Okay so this month the Oscars are coming with The Revenant being the movie billed to be the years big winner.

It's a GREAT film. The cinematography by two time oscar winner Emmanuel Lubezki ticks all my boxes - big wide lenses (12-28mm) and all shot in natural or firelight on the Alexa 65mm. What's not to like? It's simply beautiful albeit brutal to look at. I'll do a follow up piece on that movie when it comes out on DVD and I can dissect it to pieces.

The truth is however I was really disappointed when I saw it. Disappointed for Roger Deakins.

To me the outstanding movie of 2015 was Sicario, directed by Denis Villeneuve and shot by Roger Deakins I've now watched this 3 times and it's absolutely faultless.

The first time I watched it I know it was special but I couldn't quite figure out why. In subsequent viewings I've realised its all about the pacing and the way Deakins just lingers on shots for way longer than we're used to (certainly in todays fast cut editing style), but this isn't just Deakins on a self indulgent guitar solo. You can tell it's a considered approach that helps with the storytelling, the build up of tension and particularly helps to flesh out the characters, of which we have zero back story.

Here's my breakdown on some of my favourite shots and why ....


This is the opening shot of the movie. An ordinary suburban US housing estate (it actually reminded me of the housing estate in ET) somewhere in a dry arrid state. The yellow tones of the landscape and buildings interrupted by a slow right to left panning shot as a team of SWAT police dressed in black descend on one of the houses. One of the officers walks directly in front of the lens as the camera continues to pan, putting us as observers right in the heart of the team, the blackness of their uniforms contrasting against the yellow ordinary houses .


We're introduced to Benicio del Toro's character Alejandro, he gets off a private jet with the camera shooting upwards giving him an air of gravitas. Whoever he is this guy is important.


Love this shot. We don't know who Alejandro is but he's getting ready to go into battle and takes great care in folding his jacket. The camera lingers as he carefully folds the jacket and puts it in his bag. This is a guy who pays attention to detail. It says a lot about his character. I can't see Michael Bay shooting this (unless it was in slow motion with an explosion in the background).


When I saw this shot the first time it was my favourite shot of the movie. Combined with the threatening music of Johan Johannsons score this slow pan up to reveal the motorcade heading into Mexico just seemed like a really great way to emphasise the urgency and threat of the mission ahead.


..And here's the panned up view, side on to the wall dividing Mexico and the US, this shot reminded me of the motorcade shot in Kingdom but with more urgency.


The use of aerial shots in Sicario is a mixture of really hypnotic long shots showing the endless desert landscape and the omnipresent wall,  really emphasizing the sense of space and environment this battle of wills and guns is taking place in. Alongside shots emphasizing the action - such as tracking the motorcade across the border bridge, in turn highlighting the traffic trying to cross the border into the US, the use of aerials in this film really works and as Deakins says adds the landscape as a character in the film.

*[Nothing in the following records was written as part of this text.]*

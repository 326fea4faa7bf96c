//! Type construction entry points.
//!
//! Each constructor validates the requested shape, then either returns
//! the existing canonical node for the structural key or allocates and
//! registers a new one. A composite built from at least one abstract
//! component is never table-resident at construction time: its key is not
//! final, so it is tracked by identity until refinement promotes it.
//!
//! Component handles are passed through [`Pool::resolve_readonly`] at the
//! boundary, so stale handles to refined-away nodes collapse to their
//! survivor instead of corrupting structural keys.

use smallvec::SmallVec;

use super::tables::{ArrayKey, FunctionKey, StructKey, TypeKey, VectorKey};
use crate::flags::ParamAttrs;
use crate::refine::Edge;
use crate::{ConstructionError, Idx, Item, Pool, Tag, TypeFlags};

impl Pool {
    /// Get or create the integer type of the given bit width.
    ///
    /// Widths outside `MIN_INT_BITS..=MAX_INT_BITS` are rejected.
    pub fn integer(&mut self, bits: u32) -> Result<Idx, ConstructionError> {
        if !(Self::MIN_INT_BITS..=Self::MAX_INT_BITS).contains(&bits) {
            return Err(ConstructionError::WidthOutOfRange { bits });
        }
        let key = TypeKey::Integer(bits);
        if let Some(existing) = self.tables.lookup(&key) {
            return Ok(existing);
        }
        let idx = self.push_item(Item::integer(bits), TypeFlags::IS_FIRST_CLASS);
        self.tables.insert(key, idx);
        Ok(idx)
    }

    /// Get or create the pointer type to the given element type.
    pub fn pointer(&mut self, element: Idx) -> Result<Idx, ConstructionError> {
        let element = self.resolve_readonly(element);
        if matches!(self.tag(element), Tag::Void | Tag::Label) {
            return Err(ConstructionError::InvalidElementType { element });
        }

        if !self.is_abstract(element) {
            let key = TypeKey::Pointer(element);
            if let Some(existing) = self.tables.lookup(&key) {
                return Ok(existing);
            }
            let idx = self.push_item(Item::pointer(element), TypeFlags::IS_FIRST_CLASS);
            self.tables.insert(key, idx);
            return Ok(idx);
        }

        let idx = self.push_item(
            Item::pointer(element),
            TypeFlags::IS_FIRST_CLASS | TypeFlags::ABSTRACT,
        );
        self.subscribe(element, Edge { user: idx, pos: 0 });
        Ok(idx)
    }

    /// Get or create the array type with the given element type and
    /// element count. Zero-length arrays are legal.
    pub fn array(&mut self, element: Idx, len: u64) -> Result<Idx, ConstructionError> {
        let element = self.resolve_readonly(element);
        if matches!(self.tag(element), Tag::Void | Tag::Label) {
            return Err(ConstructionError::InvalidElementType { element });
        }

        let is_abstract = self.is_abstract(element);
        if !is_abstract {
            let key = TypeKey::Array(ArrayKey { element, len });
            if let Some(existing) = self.tables.lookup(&key) {
                return Ok(existing);
            }
        }

        #[expect(clippy::cast_possible_truncation, reason = "storing u64 as two u32 halves")]
        let payload = [element.raw(), len as u32, (len >> 32) as u32];
        let base = self.push_extra(&payload);
        let flags = TypeFlags::propagate_from(self.flags(element));
        let idx = self.push_item(Item::with_extra(Tag::Array, base), flags);
        if is_abstract {
            self.subscribe(element, Edge { user: idx, pos: 0 });
        } else {
            self.tables.insert(TypeKey::Array(ArrayKey { element, len }), idx);
        }
        Ok(idx)
    }

    /// Get or create the vector type with the given element type and
    /// element count.
    ///
    /// Vector elements must be fixed-width scalars (integer or float), so
    /// vector types are always concrete. The count must be non-zero.
    pub fn vector(&mut self, element: Idx, len: u32) -> Result<Idx, ConstructionError> {
        let element = self.resolve_readonly(element);
        if len == 0 {
            return Err(ConstructionError::ZeroLengthVector);
        }
        if !matches!(self.tag(element), Tag::Integer | Tag::Float | Tag::Double) {
            return Err(ConstructionError::InvalidVectorElement { element });
        }

        let key = TypeKey::Vector(VectorKey { element, len });
        if let Some(existing) = self.tables.lookup(&key) {
            return Ok(existing);
        }
        let base = self.push_extra(&[element.raw(), len]);
        let idx = self.push_item(Item::with_extra(Tag::Vector, base), TypeFlags::IS_FIRST_CLASS);
        self.tables.insert(key, idx);
        Ok(idx)
    }

    /// Get or create the struct type with the given field types.
    ///
    /// Packing is part of the structural key: identical fields with
    /// different packing are distinct types.
    pub fn structure(&mut self, fields: &[Idx], packed: bool) -> Result<Idx, ConstructionError> {
        let mut resolved: SmallVec<[Idx; 8]> = SmallVec::with_capacity(fields.len());
        let mut flags = TypeFlags::empty();
        for &field in fields {
            let field = self.resolve_readonly(field);
            if matches!(self.tag(field), Tag::Void | Tag::Label) {
                return Err(ConstructionError::InvalidElementType { element: field });
            }
            flags |= TypeFlags::propagate_from(self.flags(field));
            resolved.push(field);
        }

        if !flags.is_abstract() {
            let key = TypeKey::Struct(StructKey {
                fields: resolved.to_vec().into_boxed_slice(),
                packed,
            });
            if let Some(existing) = self.tables.lookup(&key) {
                return Ok(existing);
            }
            let idx = self.alloc_struct(&resolved, packed, flags);
            self.tables.insert(key, idx);
            return Ok(idx);
        }

        let idx = self.alloc_struct(&resolved, packed, flags);
        for (pos, &field) in resolved.iter().enumerate() {
            if self.is_abstract(field) {
                #[expect(clippy::cast_possible_truncation, reason = "field count fits u32")]
                self.subscribe(field, Edge { user: idx, pos: pos as u32 });
            }
        }
        Ok(idx)
    }

    fn alloc_struct(&mut self, fields: &[Idx], packed: bool, flags: TypeFlags) -> Idx {
        let mut payload: SmallVec<[u32; 10]> = SmallVec::with_capacity(fields.len() + 2);
        payload.push(u32::from(packed));
        #[expect(clippy::cast_possible_truncation, reason = "field count fits u32")]
        payload.push(fields.len() as u32);
        payload.extend(fields.iter().map(|f| f.raw()));
        let base = self.push_extra(&payload);
        self.push_item(Item::with_extra(Tag::Struct, base), flags)
    }

    /// Get or create the function type with the given return type,
    /// parameter types, variadic flag and optional attribute list.
    ///
    /// The attribute list must be empty or have exactly `params.len() + 1`
    /// entries; slot 0 refers to the return value. An all-empty attribute
    /// list is canonicalized to the empty list.
    pub fn function(
        &mut self,
        ret: Idx,
        params: &[Idx],
        is_vararg: bool,
        attrs: &[ParamAttrs],
    ) -> Result<Idx, ConstructionError> {
        let ret = self.resolve_readonly(ret);
        if self.tag(ret) == Tag::Label {
            return Err(ConstructionError::InvalidReturnType { ret });
        }
        let mut resolved: SmallVec<[Idx; 8]> = SmallVec::with_capacity(params.len());
        let mut flags = TypeFlags::propagate_from(self.flags(ret));
        for (index, &param) in params.iter().enumerate() {
            let param = self.resolve_readonly(param);
            if matches!(self.tag(param), Tag::Void | Tag::Label) {
                return Err(ConstructionError::InvalidParameterType { index, param });
            }
            flags |= TypeFlags::propagate_from(self.flags(param));
            resolved.push(param);
        }

        if !attrs.is_empty() && attrs.len() != params.len() + 1 {
            return Err(ConstructionError::AttrCountMismatch {
                expected: params.len() + 1,
                found: attrs.len(),
            });
        }
        // An all-empty attribute list must hash like no list at all.
        let attrs: &[ParamAttrs] = if attrs.iter().all(|a| a.is_empty()) {
            &[]
        } else {
            attrs
        };

        if !flags.is_abstract() {
            let key = TypeKey::Function(FunctionKey {
                ret,
                params: resolved.to_vec().into_boxed_slice(),
                is_vararg,
                attrs: attrs.to_vec().into_boxed_slice(),
            });
            if let Some(existing) = self.tables.lookup(&key) {
                return Ok(existing);
            }
            let idx = self.alloc_function(ret, &resolved, is_vararg, attrs, flags);
            self.tables.insert(key, idx);
            return Ok(idx);
        }

        let idx = self.alloc_function(ret, &resolved, is_vararg, attrs, flags);
        if self.is_abstract(ret) {
            self.subscribe(ret, Edge { user: idx, pos: 0 });
        }
        for (i, &param) in resolved.iter().enumerate() {
            if self.is_abstract(param) {
                #[expect(clippy::cast_possible_truncation, reason = "param count fits u32")]
                self.subscribe(param, Edge { user: idx, pos: (i + 1) as u32 });
            }
        }
        Ok(idx)
    }

    fn alloc_function(
        &mut self,
        ret: Idx,
        params: &[Idx],
        is_vararg: bool,
        attrs: &[ParamAttrs],
        flags: TypeFlags,
    ) -> Idx {
        let meta = u32::from(is_vararg) | (u32::from(!attrs.is_empty()) << 1);
        let mut payload: SmallVec<[u32; 12]> = SmallVec::with_capacity(params.len() + 3);
        payload.push(meta);
        #[expect(clippy::cast_possible_truncation, reason = "param count fits u32")]
        payload.push(params.len() as u32);
        payload.push(ret.raw());
        payload.extend(params.iter().map(|p| p.raw()));
        payload.extend(attrs.iter().map(|a| u32::from(a.bits())));
        let base = self.push_extra(&payload);
        self.push_item(Item::with_extra(Tag::Function, base), flags)
    }

    /// Create a brand-new placeholder type.
    ///
    /// Placeholders are identity-unique: every call yields a distinct
    /// node, never shape-uniqued. A placeholder exists until
    /// [`Pool::refine_abstract_type_to`] resolves it.
    pub fn opaque(&mut self) -> Idx {
        let id = self.next_opaque_id;
        self.next_opaque_id += 1;
        self.push_item(Item::opaque(id), TypeFlags::ABSTRACT)
    }
}
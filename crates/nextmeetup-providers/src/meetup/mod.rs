//! Meetup.com group page source.
//!
//! # Example
//!
//! ```ignore
//! use nextmeetup_providers::meetup::{MeetupClient, MeetupConfig};
//! use nextmeetup_providers::find_next_event;
//!
//! let config = MeetupConfig::new("https://www.meetup.com/hsv-py/")?;
//! let client = MeetupClient::new(config)?;
//! let event = find_next_event(&client).await?;
//! ```

mod client;
mod config;

pub use client::MeetupClient;
pub use config::{DEFAULT_GROUP_URL, DEFAULT_USER_AGENT, MeetupConfig};
//! Raw schema.org event data as published in JSON-LD.
//!
//! [`RawEvent`] mirrors the fields we care about from a schema.org `Event`
//! object. Pages in the wild are sloppy, so every field is optional and
//! deserialized leniently: a field with an unexpected JSON shape is treated as
//! missing instead of rejecting the whole event.

use serde::{Deserialize, Deserializer, de::DeserializeOwned};
use serde_json::Value;

/// Deserializes `T`, turning any shape mismatch into `None`.
fn lenient<'de, D, T>(deserializer: D) -> Result<Option<T>, D::Error>
where
    D: Deserializer<'de>,
    T: DeserializeOwned,
{
    let value = Value::deserialize(deserializer)?;
    Ok(serde_json::from_value(value).ok())
}

/// A schema.org `Event` object.
#[derive(Debug, Clone, Default, PartialEq, Deserialize)]
#[serde(default)]
pub struct RawEvent {
    /// The `@type` tag (`"Event"` for anything we select).
    #[serde(rename = "@type", deserialize_with = "lenient")]
    pub kind: Option<String>,
    /// Event title.
    #[serde(deserialize_with = "lenient")]
    pub name: Option<String>,
    /// Event description.
    #[serde(deserialize_with = "lenient")]
    pub description: Option<String>,
    /// Start time, ISO-8601.
    #[serde(rename = "startDate", deserialize_with = "lenient")]
    pub start_date: Option<String>,
    /// End time, ISO-8601.
    #[serde(rename = "endDate", deserialize_with = "lenient")]
    pub end_date: Option<String>,
    /// Where the event happens.
    pub location: Option<RawLocation>,
    /// Canonical event page.
    #[serde(deserialize_with = "lenient")]
    pub url: Option<String>,
}

impl RawEvent {
    /// Builds a raw event from a selected JSON-LD object.
    ///
    /// Never fails: a value that is not an object yields an empty event.
    pub fn from_value(value: &Value) -> Self {
        Self::deserialize(value).unwrap_or_default()
    }
}

/// A schema.org `location` value.
///
/// Variant order matters: derived structs also accept JSON arrays, so `Many`
/// has to be tried before `Place`.
#[derive(Debug, Clone, PartialEq, Deserialize)]
#[serde(untagged)]
pub enum RawLocation {
    /// Free-text location.
    Text(String),
    /// Several locations; the first usable one is shown.
    Many(Vec<RawLocation>),
    /// A `Place` (or `VirtualLocation`) object.
    Place(RawPlace),
    /// Anything else (numbers, booleans, null).
    Other(Value),
}

/// A schema.org `Place` or `VirtualLocation` object.
#[derive(Debug, Clone, Default, PartialEq, Deserialize)]
#[serde(default)]
pub struct RawPlace {
    /// The `@type` tag, e.g. `Place` or `VirtualLocation`.
    #[serde(rename = "@type", deserialize_with = "lenient")]
    pub kind: Option<String>,
    /// Venue name.
    #[serde(deserialize_with = "lenient")]
    pub name: Option<String>,
    /// Postal address, either structured or free text.
    #[serde(deserialize_with = "lenient")]
    pub address: Option<RawAddress>,
}

impl RawPlace {
    /// Returns true for `@type: VirtualLocation`.
    pub fn is_virtual(&self) -> bool {
        self.kind.as_deref() == Some("VirtualLocation")
    }
}

/// A schema.org `address` value.
#[derive(Debug, Clone, PartialEq, Deserialize)]
#[serde(untagged)]
pub enum RawAddress {
    /// Free-text address.
    Text(String),
    /// A `PostalAddress` object.
    Postal(RawPostalAddress),
}

/// A schema.org `PostalAddress` object.
#[derive(Debug, Clone, Default, PartialEq, Deserialize)]
#[serde(default, rename_all = "camelCase")]
pub struct RawPostalAddress {
    /// Street line.
    #[serde(deserialize_with = "lenient")]
    pub street_address: Option<String>,
    /// City.
    #[serde(deserialize_with = "lenient")]
    pub address_locality: Option<String>,
    /// State or region.
    #[serde(deserialize_with = "lenient")]
    pub address_region: Option<String>,
}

Here's another great shot. Reminds me of Hitchcocks Psycho shower scene, this time the bottle of water and drain insinuating the waterboarding about to take place. We see nothing, just hear a few screams but this slow pull into the drain says all it needs to.


This is an interesting shot - the argument between Kate and Matt about the previous gunfight is shot entirely in wide  - I'm sure most other directors would have gone for a mid or close-up of their interplay but Deakins chose to keep the entire sequence as a wide shot. I'd love to know what Deakins and Villeneuve were thinking here..


Probably the shot that everyone talks about the most and deservedly so. The Delta team move down out of sight into the sunset and the camera just keeps on the horizon as if the ground almost swallows them. This shot lasts 41 seconds, the light is fantastic as everyone in silhouette just seems to walk into the gates of hell.

I'm sure I'll discover some more shots as I watch this film again and again, so watch this space.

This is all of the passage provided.